La costruzione dell’immagine
L’imago è lo stadio finale dello sviluppo post-embrionale dell’insetto, quando ha raggiunto la maturità sessuale. È anche un concetto psicoanalitico elaborato da Carl Gustav Jung: il modo in cui le persone formano la loro personalità identificandosi con l’inconscio collettivo. Ciò basterebbe a descrivere il secondo lungometraggio di Olga Chajdas, già assistente di Agnieszka Holland, con all’attivo produzioni televisive quali The Deep End e The Border (per HBO), Cracow Monsters e 1983 (per Netflix).

L’immagine di sé è un processo di costruzione che passa attraverso lo sguardo degli altri, in particolare lo sguardo dei genitori, spesso della madre. Questi sguardi possono avviare il processo, ma anche soffocarlo o deviarlo, nella ricerca dell’immagine e dell’identità che più ci rappresenti o definisca.
Il gioco di specchi fra madre-figlia
Lena Góra interpreta la propria madre, Ela, cantante post-punk affetta da disturbo bipolare, che si muove in una Polonia di fine anni 80 a due passi dallo sgretolamento della cortina di ferro, mentre nel tessuto urbano pulsa (e urla) un sottobosco contro-culturale che invoca istanze di cambiamento e ribellione. Ma più che fotografia d’ambiente o squarcio storico-cronachistico, il film di Olga Chajdas parla di libertà e trasformazione. Un’emancipazione sociale e politica che passa in primo luogo per una definizione soddisfacente dell’immagine di sé e lo scardinamento di pattern imposti da abitudini, legami, rappresentazioni esterne. Ela è di volta in volta “madre cosmica” per la band cui si unisce per gridare il suo disagio; musa reificata per il suo amante-fidanzato che ritrae continuamente sé stesso e il corpo di lei; materia emozionale da catturare in foto (altre immagini) dal suo amico-fratello di scorribande; madre e moglie “inquadrata” secondo i dettami sociali e burocratici (a prescindere dalla fede politica o religiosa). Per Ela non c’è una via d’uscita; l’unico modo per riconoscersi sembra quello di scattarsi istantanee, alla ricerca di uno sguardo (l’occhio ossessivamente disegnato) che non c’è, oppure abbandonarsi al fermento artistico e relazionale della Tripla Città (dove le novità musicali arrivano di contrabbando dai marinai in attracco).

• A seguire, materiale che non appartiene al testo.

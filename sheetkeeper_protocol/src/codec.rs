// JSON encoding of `Message` envelopes on top of `framing.rs`.
//
// Reading can fail two ways that callers treat differently: the connection
// itself broke (`WireError::Io`, end the session) or a complete frame arrived
// that is not a valid envelope (`WireError::Malformed`, log it and keep
// reading; the frame boundary is intact, so the stream is still usable).

use std::io::{self, Read, Write};

use crate::framing::{read_frame, write_frame};
use crate::message::Message;

#[derive(Debug, thiserror::Error)]
pub enum WireError {
    #[error("connection error: {0}")]
    Io(#[from] io::Error),

    #[error("malformed message: {0}")]
    Malformed(#[from] serde_json::Error),
}

/// Serialize and send one envelope.
pub fn write_envelope<W: Write>(writer: &mut W, message: &Message) -> Result<(), WireError> {
    let json = serde_json::to_vec(message)?;
    write_frame(writer, &json)?;
    Ok(())
}

/// Receive one envelope. `Ok(None)` means the peer closed the stream cleanly.
pub fn read_envelope<R: Read>(reader: &mut R) -> Result<Option<Message>, WireError> {
    match read_frame(reader)? {
        Some(bytes) => Ok(Some(serde_json::from_slice(&bytes)?)),
        None => Ok(None),
    }
}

Un lavoro di squadra – anzi, da band
Sul piano sonoro, l’alternanza tra momenti calmi – dai toni medio-bassi del parlato o dei rumori domestici – e le sequenze roboanti e immersive nella musica e nell’esplorazione dei corpi… è un’alternanza netta, con uno switch di volume deciso, con i riff della band che suonano ipnotico-ossessivi e la tradizionale cetra della musica popolare più metallica e pungente che mai. I momenti musicali che costellano il film sono stati girati filmando esibizioni in tempo reale, per suggerire al meglio l’atmosfera performativa collettiva. Chajdas rivela che il connubio ricercato con le altre persone con cui ha collaborato in fase di lavorazione è assimilabile a quello di una band che porta avanti il suo progetto audiovisivo. Andrzej Smolik – storico tastierista polacco coinvolto per la colonna sonora – ha dichiarato d’aver ritrovato un certo modo di suonare e fare le cose insieme che aveva respirato da ragazzo in quella Polonia del cambiamento.

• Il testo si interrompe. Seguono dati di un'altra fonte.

#[cfg(test)]
mod tests {
    use std::sync::Barrier;
    use std::thread;

    use sheetkeeper_sheet::{Skill, Stat};

    use super::*;

    fn temp_store() -> (tempfile::TempDir, Arc<CampaignStore>) {
        let dir = tempfile::tempdir().unwrap();
        let store = CampaignStore::open(dir.path(), "test").unwrap();
        (dir, Arc::new(store))
    }

    fn request(kind: MessageType, payload: &str) -> Message {
        Message::new(kind, payload)
    }

    fn authed(store: &Arc<CampaignStore>, player: &str) -> Session {
        let mut session = Session::new(Arc::clone(store));
        let replies = session.handle(request(MessageType::Auth, player));
        assert_eq!(replies, vec![Message::ok()]);
        session
    }

    fn picked(store: &Arc<CampaignStore>, player: &str, character: &str) -> Session {
        let mut session = authed(store, player);
        let replies = session.handle(request(MessageType::Pick, character));
        assert_eq!(replies, vec![Message::ok()]);
        session
    }

    #[test]
    fn fresh_session_is_unauthenticated() {
        let (_dir, store) = temp_store();
        let session = Session::new(store);
        assert_eq!(session.state(), SessionState::Unauthenticated);
    }

    #[test]
    fn requests_before_auth_are_refused() {
        let (_dir, store) = temp_store();
        let mut session = Session::new(store);
        for kind in [
            MessageType::List,
            MessageType::Pick,
            MessageType::View,
            MessageType::Set,
        ] {
            let replies = session.handle(request(kind, "Aria"));
            assert_eq!(replies, vec![Message::error("not authenticated")], "{kind:?}");
        }
        assert_eq!(session.state(), SessionState::Unauthenticated);
    }

    #[test]
    fn view_and_set_need_a_pick() {
        let (_dir, store) = temp_store();
        let mut session = authed(&store, "alice");
        assert_eq!(session.state(), SessionState::Authenticated);

        assert_eq!(
            session.handle(request(MessageType::View, "")),
            vec![Message::error("not picked")]
        );
        assert_eq!(
            session.handle(request(MessageType::Set, "")),
            vec![Message::error("not picked")]
        );
        assert_eq!(session.state(), SessionState::Authenticated);
    }

    #[test]
    fn pick_creates_and_assigns() {
        let (_dir, store) = temp_store();
        let session = picked(&store, "alice", "Aria");

        assert_eq!(session.state(), SessionState::CharacterAssigned);
        assert_eq!(session.character(), Some("Aria"));
        assert_eq!(store.read_metadata().unwrap()["alice"], "Aria");
        let record = store.read_character("Aria").unwrap();
        assert_eq!(record.player(), "alice");
        assert_eq!(record.level(), 1);
    }

    #[test]
    fn ownership_conflicts() {
        let (_dir, store) = temp_store();
        let mut alice = picked(&store, "alice", "Aria");
        let mut bob = authed(&store, "bob");

        assert_eq!(
            bob.handle(request(MessageType::Pick, "Aria")),
            vec![Message::error("assigned to other player")]
        );
        assert_eq!(
            alice.handle(request(MessageType::Pick, "Aria")),
            vec![Message::error("already assigned")]
        );
        // Same key, different spelling.
        assert_eq!(
            bob.handle(request(MessageType::Pick, " Ar ia")),
            vec![Message::error("assigned to other player")]
        );
        assert_eq!(bob.state(), SessionState::Authenticated);
        assert_eq!(store.read_metadata().unwrap().len(), 1);
    }

    #[test]
    fn repick_moves_the_claim() {
        let (_dir, store) = temp_store();
        let mut alice = picked(&store, "alice", "Aria");
        assert_eq!(
            alice.handle(request(MessageType::Pick, "Brynn")),
            vec![Message::ok()]
        );

        let metadata = store.read_metadata().unwrap();
        assert_eq!(metadata.len(), 1);
        assert_eq!(metadata["alice"], "Brynn");

        // Aria is free again and keeps her file.
        let mut bob = authed(&store, "bob");
        assert_eq!(
            bob.handle(request(MessageType::List, "")),
            vec![Message::text("Aria")]
        );
        assert_eq!(bob.handle(request(MessageType::Pick, "Aria")), vec![Message::ok()]);
    }

    #[test]
    fn picking_existing_character_keeps_its_data() {
        let (_dir, store) = temp_store();
        let mut veteran = CharacterRecord::new("Old Tom", "nobody");
        veteran.set_level(11);
        store.write_character(&veteran).unwrap();

        let mut session = picked(&store, "carol", "Old Tom");
        assert_eq!(store.read_character("OldTom").unwrap().level(), 11);
        let sheet = &session.handle(request(MessageType::View, ""))[0];
        assert!(sheet.payload.contains("LEVEL: 11"));
    }

    #[test]
    fn list_shows_only_unowned_characters() {
        let (_dir, store) = temp_store();
        for name in ["Aria", "Big Bob", "Cato"] {
            store.write_character(&CharacterRecord::new(name, "")).unwrap();
        }
        let _bob = picked(&store, "bob", "Big Bob");
        let mut alice = authed(&store, "alice");

        let replies = alice.handle(request(MessageType::List, ""));
        assert_eq!(replies, vec![Message::text("Aria\nCato")]);
    }

    #[test]
    fn list_on_empty_campaign_is_empty_message() {
        let (_dir, store) = temp_store();
        let mut alice = authed(&store, "alice");
        assert_eq!(
            alice.handle(request(MessageType::List, "")),
            vec![Message::text("")]
        );
    }

    #[test]
    fn auth_recovers_previous_character() {
        let (_dir, store) = temp_store();
        drop(picked(&store, "alice", "Aria"));

        let mut session = Session::new(Arc::clone(&store));
        let replies = session.handle(request(MessageType::Auth, "alice"));
        assert_eq!(
            replies,
            vec![Message::text("Found your previous character: Aria")]
        );
        assert_eq!(session.state(), SessionState::CharacterAssigned);
        assert_eq!(session.character(), Some("Aria"));
    }

    #[test]
    fn reauth_as_someone_else_drops_the_character() {
        let (_dir, store) = temp_store();
        let mut session = picked(&store, "alice", "Aria");
        assert_eq!(
            session.handle(request(MessageType::Auth, "dave")),
            vec![Message::ok()]
        );
        assert_eq!(session.player(), Some("dave"));
        assert_eq!(session.character(), None);
        assert_eq!(
            session.handle(request(MessageType::View, "")),
            vec![Message::error("not picked")]
        );
    }

    #[test]
    fn view_renders_the_sheet() {
        let (_dir, store) = temp_store();
        let mut session = picked(&store, "alice", "Aria");
        let replies = session.handle(request(MessageType::View, ""));
        let expected = store.read_character("Aria").unwrap().render_sheet();
        assert_eq!(replies, vec![Message::text(expected)]);
    }

    #[test]
    fn set_then_discard_persists_nothing() {
        let (_dir, store) = temp_store();
        let mut session = picked(&store, "alice", "Aria");
        let before = store.read_character("Aria").unwrap();

        let replies = session.handle(request(MessageType::Set, ""));
        assert_eq!(replies.len(), 2);
        assert_eq!(replies[0], Message::ok());
        assert_eq!(replies[1].kind, MessageType::Message);
        assert_eq!(CharacterRecord::from_json(&replies[1].payload).unwrap(), before);
        assert_eq!(session.state(), SessionState::AwaitingEditDecision);

        assert!(session.handle(request(MessageType::Discard, "")).is_empty());
        assert_eq!(session.state(), SessionState::CharacterAssigned);
        assert_eq!(store.read_character("Aria").unwrap(), before);
    }

    #[test]
    fn set_then_commit_persists_the_edit() {
        let (_dir, store) = temp_store();
        let mut session = picked(&store, "alice", "Aria");

        let replies = session.handle(request(MessageType::Set, ""));
        let mut record = CharacterRecord::from_json(&replies[1].payload).unwrap();
        record.set_stat_value("dexterity", 16).unwrap();
        record.set_skill_proficiency("stealth", 2).unwrap();
        record.set_level(5);
        record.apply_damage(2);

        assert!(session.handle(request(MessageType::Ok, "")).is_empty());
        assert_eq!(session.state(), SessionState::AwaitingEditedRecord);
        let replies = session.handle(Message::text(record.to_json().unwrap()));
        assert!(replies.is_empty());
        assert_eq!(session.state(), SessionState::CharacterAssigned);

        let stored = store.read_character("Aria").unwrap();
        assert_eq!(stored, record);
        assert_eq!(stored.skill_modifier(Skill::Stealth), 3 + 6);
        assert_eq!(stored.stat_modifier(Stat::Dexterity), 3);
        assert_eq!(stored.current_hp(), 4);
    }

    #[test]
    fn commit_is_silent_and_next_reply_is_for_next_request() {
        let (_dir, store) = temp_store();
        let mut session = picked(&store, "alice", "Aria");

        let replies = session.handle(request(MessageType::Set, ""));
        let mut record = CharacterRecord::from_json(&replies[1].payload).unwrap();
        record.set_level(6);
        assert!(session.handle(request(MessageType::Ok, "")).is_empty());
        assert!(session.handle(Message::text(record.to_json().unwrap())).is_empty());

        let replies = session.handle(request(MessageType::View, ""));
        assert_eq!(replies.len(), 1);
        assert_eq!(replies[0].kind, MessageType::Message);
        assert!(replies[0].payload.contains("LEVEL: 6"));
    }

    #[test]
    fn committed_record_is_stored_under_the_claimed_name() {
        let (_dir, store) = temp_store();
        let mut session = picked(&store, "alice", "Aria");

        let replies = session.handle(request(MessageType::Set, ""));
        let mut record = CharacterRecord::from_json(&replies[1].payload).unwrap();
        record.set_name("Someone Else");
        record.set_level(3);
        session.handle(request(MessageType::Ok, ""));
        session.handle(Message::text(record.to_json().unwrap()));

        assert_eq!(store.list_characters().unwrap(), ["Aria"]);
        let stored = store.read_character("Aria").unwrap();
        assert_eq!(stored.name(), "Aria");
        assert_eq!(stored.level(), 3);
    }

    #[test]
    fn malformed_edit_is_rejected_and_session_recovers() {
        let (_dir, store) = temp_store();
        let mut session = picked(&store, "alice", "Aria");
        session.handle(request(MessageType::Set, ""));
        session.handle(request(MessageType::Ok, ""));

        let replies = session.handle(Message::text("{\"name\": 3}"));
        assert_eq!(replies, vec![Message::error("malformed character")]);
        assert_eq!(session.state(), SessionState::CharacterAssigned);
        assert_eq!(store.read_character("Aria").unwrap().level(), 1);
        assert_eq!(session.handle(request(MessageType::View, "")).len(), 1);
    }

    #[test]
    fn unexpected_message_aborts_the_edit() {
        let (_dir, store) = temp_store();
        let mut session = picked(&store, "alice", "Aria");
        session.handle(request(MessageType::Set, ""));

        let replies = session.handle(request(MessageType::View, ""));
        assert_eq!(replies, vec![Message::error("edit aborted")]);
        assert_eq!(session.state(), SessionState::CharacterAssigned);

        session.handle(request(MessageType::Set, ""));
        session.handle(request(MessageType::Ok, ""));
        let replies = session.handle(request(MessageType::Discard, ""));
        assert_eq!(replies, vec![Message::error("edit aborted")]);
        assert_eq!(session.state(), SessionState::CharacterAssigned);
    }

    #[test]
    fn reply_types_are_not_requests() {
        let (_dir, store) = temp_store();
        let mut session = authed(&store, "alice");
        for kind in [
            MessageType::Ok,
            MessageType::Error,
            MessageType::Message,
            MessageType::Discard,
        ] {
            assert_eq!(
                session.handle(request(kind, "")),
                vec![Message::error("unknown command")],
                "{kind:?}"
            );
        }
        assert_eq!(session.state(), SessionState::Authenticated);
    }

    #[test]
    fn close_is_terminal_in_any_state() {
        let (_dir, store) = temp_store();
        let mut session = picked(&store, "alice", "Aria");
        session.handle(request(MessageType::Set, ""));

        assert!(session.handle(request(MessageType::Close, "")).is_empty());
        assert!(session.is_closed());
        assert_eq!(session.state(), SessionState::Closed);
        assert!(session.handle(request(MessageType::View, "")).is_empty());
    }

    #[test]
    fn invalid_character_names_are_refused() {
        let (_dir, store) = temp_store();
        let mut session = authed(&store, "alice");
        assert_eq!(
            session.handle(request(MessageType::Pick, "../../etc")),
            vec![Message::error("invalid character name")]
        );
        assert_eq!(
            session.handle(request(MessageType::Pick, "   ")),
            vec![Message::error("invalid character name")]
        );
        assert!(store.read_metadata().unwrap().is_empty());
    }

    #[test]
    fn corrupt_metadata_is_reported_not_fatal() {
        let (dir, store) = temp_store();
        std::fs::write(dir.path().join("MetaData/test/meta"), "[oops").unwrap();

        let mut session = Session::new(Arc::clone(&store));
        assert_eq!(
            session.handle(request(MessageType::Auth, "alice")),
            vec![Message::error("storage failure")]
        );
        assert_eq!(session.player(), Some("alice"));
        assert_eq!(
            session.handle(request(MessageType::Pick, "Aria")),
            vec![Message::error("storage failure")]
        );

        std::fs::remove_file(dir.path().join("MetaData/test/meta")).unwrap();
        assert_eq!(session.handle(request(MessageType::Pick, "Aria")), vec![Message::ok()]);
    }

    #[test]
    fn racing_picks_have_exactly_one_winner() {
        let (_dir, store) = temp_store();
        const PLAYERS: usize = 8;

        for round in 0..10 {
            let character = format!("Prize{round}");
            let barrier = Arc::new(Barrier::new(PLAYERS));
            let handles: Vec<_> = (0..PLAYERS)
                .map(|i| {
                    let mut session = authed(&store, &format!("player{round}-{i}"));
                    let barrier = Arc::clone(&barrier);
                    let character = character.clone();
                    thread::spawn(move || {
                        barrier.wait();
                        session.handle(request(MessageType::Pick, &character))
                    })
                })
                .collect();

            let replies: Vec<Vec<Message>> =
                handles.into_iter().map(|h| h.join().unwrap()).collect();
            let winners = replies.iter().filter(|r| **r == vec![Message::ok()]).count();
            let losers = replies
                .iter()
                .filter(|r| **r == vec![Message::error("assigned to other player")])
                .count();
            assert_eq!((winners, losers), (1, PLAYERS - 1), "round {round}");
        }

        let metadata = store.read_metadata().unwrap();
        assert_eq!(metadata.len(), 10);
        let distinct: HashSet<&String> = metadata.values().collect();
        assert_eq!(distinct.len(), 10);
    }
}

La completezza dei due orecchini
CHANGE è l’espressione che ricorre ed Ela pronuncia quando cambia di posto all’unico orecchino: in sede di intervista, Olga Chajdas mi precisa che il passaggio del monile da un orecchio all’altro è un mettere in gioco parti diverse di sé stessa, parti maschili e femminili della psiche che vengono attivate alla bisogna, nel percorso di ricerca della propria identità. Ma non si tratta di un problema di gestione della sessualità, quanto di definizione della personalità. E quando Ela finalmente calza due orecchini, è una sé stessa completa, in pace con sé stessa. La maternità accidentale non aiuta questa completezza (“Non è proprio la madre dell’anno!” ironizza Olga), ma anche questo può diventare un modo per essere sé stesse: un proprio modo d’essere madre senza condizionamenti. Difatti, la regista ha dichiarato in sala che il soggetto è partito confrontandosi con Lena Góra su “Cosa hanno combinato le nostre madri?!” – e il desiderio profondo della protagonista è espresso rivolgendosi alla piccola con: “Voglio solo fare un film, io e te” – senza qualcun altro che ci dica come e cosa fare. Un’imprescindibile sequenza finale che forse è proprio la chiave di lettura dell’intero film.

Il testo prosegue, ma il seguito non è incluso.